The Power of Words as a Medium for Belief
Montell builds her argument from both linguistic research and real stories. Consider Tasha Samar, a former devotee of the 3HO spiritual movement, who entered a Los Angeles yoga group as a lonely teen and ended up reciting Gurmukhi mantras to an abusive guru. Or Alyssa Clarke, who joined CrossFit for a workout and found herself fluent in acronyms like WoD and AMRAP, part of a tight-knit world of ritual and pressure. These two women—one scarred by trauma, one merely left with sore muscles—both demonstrate the book’s central point: when we learn and repeat a group’s unique lexicon, we internalize its reality. The language becomes the ideology. As philosopher Maurice Merleau-Ponty once wrote, “Language is to humans what water is to fish.” Montell uses that insight to show that without language, there would be no belief, no loyalty, and no cults at all.
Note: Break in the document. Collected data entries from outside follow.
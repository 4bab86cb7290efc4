//! Reviewer recruitment window

use super::Conference;

/// Venues with rolling review cycles, always considered recruiting
pub const ROLLING_REVIEW_CONFERENCES: &[&str] =
    &["ACL", "EMNLP", "NAACL", "EACL", "ICLR", "ICML", "NEURIPS"];

/// Months before the conference during which reviewers are recruited
#[derive(Debug, Clone, PartialEq, Eq)]
pub struct RecruitmentWindow {
    /// Short names always in window, compared case-insensitively
    pub rolling: Vec<String>,
    pub min_months_before: u32,
    pub max_months_before: u32,
}

impl Default for RecruitmentWindow {
    fn default() -> Self {
        Self {
            rolling: ROLLING_REVIEW_CONFERENCES
                .iter()
                .map(|s| s.to_string())
                .collect(),
            min_months_before: 2,
            max_months_before: 10,
        }
    }
}

impl RecruitmentWindow {
    /// Calendar months (1-12) during which a conference held in
    /// `conference_month` is recruiting
    pub fn active_months(&self, conference_month: u32) -> Vec<u32> {
        (self.min_months_before..=self.max_months_before)
            .map(|before| {
                (i64::from(conference_month) - i64::from(before) - 1).rem_euclid(12) as u32 + 1
            })
            .collect()
    }

    /// Whether `conference` is plausibly recruiting in `current_month`.
    ///
    /// Rolling-review venues and venues with no known month are always in
    /// window.
    pub fn contains(&self, conference: &Conference, current_month: u32) -> bool {
        if self
            .rolling
            .iter()
            .any(|r| r.eq_ignore_ascii_case(&conference.short_name))
        {
            return true;
        }
        if conference.has_unknown_dates() {
            return true;
        }

        conference
            .recruitment_months
            .iter()
            .filter(|&&m| m != 0)
            .any(|&m| self.active_months(m).contains(&current_month))
    }
}

#[cfg(test)]
mod tests {
    use super::*;

    fn conf(short: &str, months: Vec<u32>) -> Conference {
        Conference {
            short_name: short.to_string(),
            recruitment_months: months,
            ..Conference::default()
        }
    }

    #[test]
    fn test_active_months_wrap() {
        let window = RecruitmentWindow::default();
        // August conference: recruiting from October of the previous year to June
        assert_eq!(window.active_months(8), vec![6, 5, 4, 3, 2, 1, 12, 11, 10]);
        assert_eq!(window.active_months(2), vec![12, 11, 10, 9, 8, 7, 6, 5, 4]);
    }

    #[test]
    fn test_rolling_review_always_in_window() {
        let window = RecruitmentWindow::default();
        for month in 1..=12 {
            assert!(window.contains(&conf("NeurIPS", vec![12]), month));
            assert!(window.contains(&conf("acl", vec![]), month));
        }
    }

    #[test]
    fn test_unknown_date_in_window() {
        let window = RecruitmentWindow::default();
        assert!(window.contains(&conf("CONF", vec![0]), 7));
        assert!(window.contains(&conf("CONF", vec![]), 7));
    }

    #[test]
    fn test_known_date_window() {
        let window = RecruitmentWindow::default();
        let ijcai = conf("IJCAI", vec![8]);
        assert!(window.contains(&ijcai, 3));
        assert!(window.contains(&ijcai, 10));
        assert!(!window.contains(&ijcai, 7));
        assert!(!window.contains(&ijcai, 8));
        assert!(!window.contains(&ijcai, 9));
    }

    #[test]
    fn test_multiple_dates() {
        let window = RecruitmentWindow::default();
        let conf = conf("CONF", vec![3, 8]);
        // 7 is outside the August window but inside the March one
        assert!(window.contains(&conf, 7));
        assert!(window.contains(&conf, 1));
    }

    #[test]
    fn test_custom_rolling_list() {
        let window = RecruitmentWindow {
            rolling: Vec::new(),
            ..RecruitmentWindow::default()
        };
        assert!(!window.contains(&conf("ICML", vec![7]), 6));
    }
}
From ‘Cults’ to ‘Cultish’: A Necessary Redefinition
Part of Montell’s brilliance lies in redefining “cultish” as a spectrum rather than a yes/no label. Influencers, multilevel marketers, and “cult-fitness” instructors may not seem as menacing as Jim Jones, but their rhetorical strategies overlap. Through loaded slogans, euphemisms, and insider talk, they create belonging and compliance. Montell critiques how labeling any out-group a “cult” can cause moral blind spots—like the FBI’s deadly raid on the Branch Davidians at Waco, which many Americans justified simply because “they were a cult.” The language of condemnation can dehumanize just as much as the language of devotion can seduce.
Why This Matters Now
Why is “Cultish” so urgent today? Because modern life has made us more linguistically vulnerable than ever. As traditional religion declines, people seek identity and meaning in alternative spaces: yoga studios, Peloton classes, Instagram spirituality, or political conspiracy forums like QAnon. Each uses language—catchy phrases, hashtags, “thought-terminating clichés”—to bind members together and quiet dissent. Montell’s exploration moves from Jonestown’s deadly “revolutionary suicide” to Scientology’s jargon-filled “Bridge to Total Freedom,” to MLMs’ “boss babe” mantras, and onward to influencer micro-cults that thrive in the algorithmic age. The through line? People crave connection, and language makes that connection feel divine.
A Linguistic Survival Tool for a Cultish Age
Ultimately, Cultish is both diagnosis and defense manual. Montell doesn’t tell you to distrust all communities or stop chanting “I am blessed with all I need” at your barre class. Instead, she encourages awareness. Language, she says, is performative—it doesn’t just describe reality but builds it. Understanding the spell of words helps you choose which “magic” you want to be part of. As she closes, Montell leaves you with a disarming reminder: the most fulfilling life may not be one without cults, but one where you consciously join many—diverse, open, and non-destructive—so no single vocabulary owns your soul.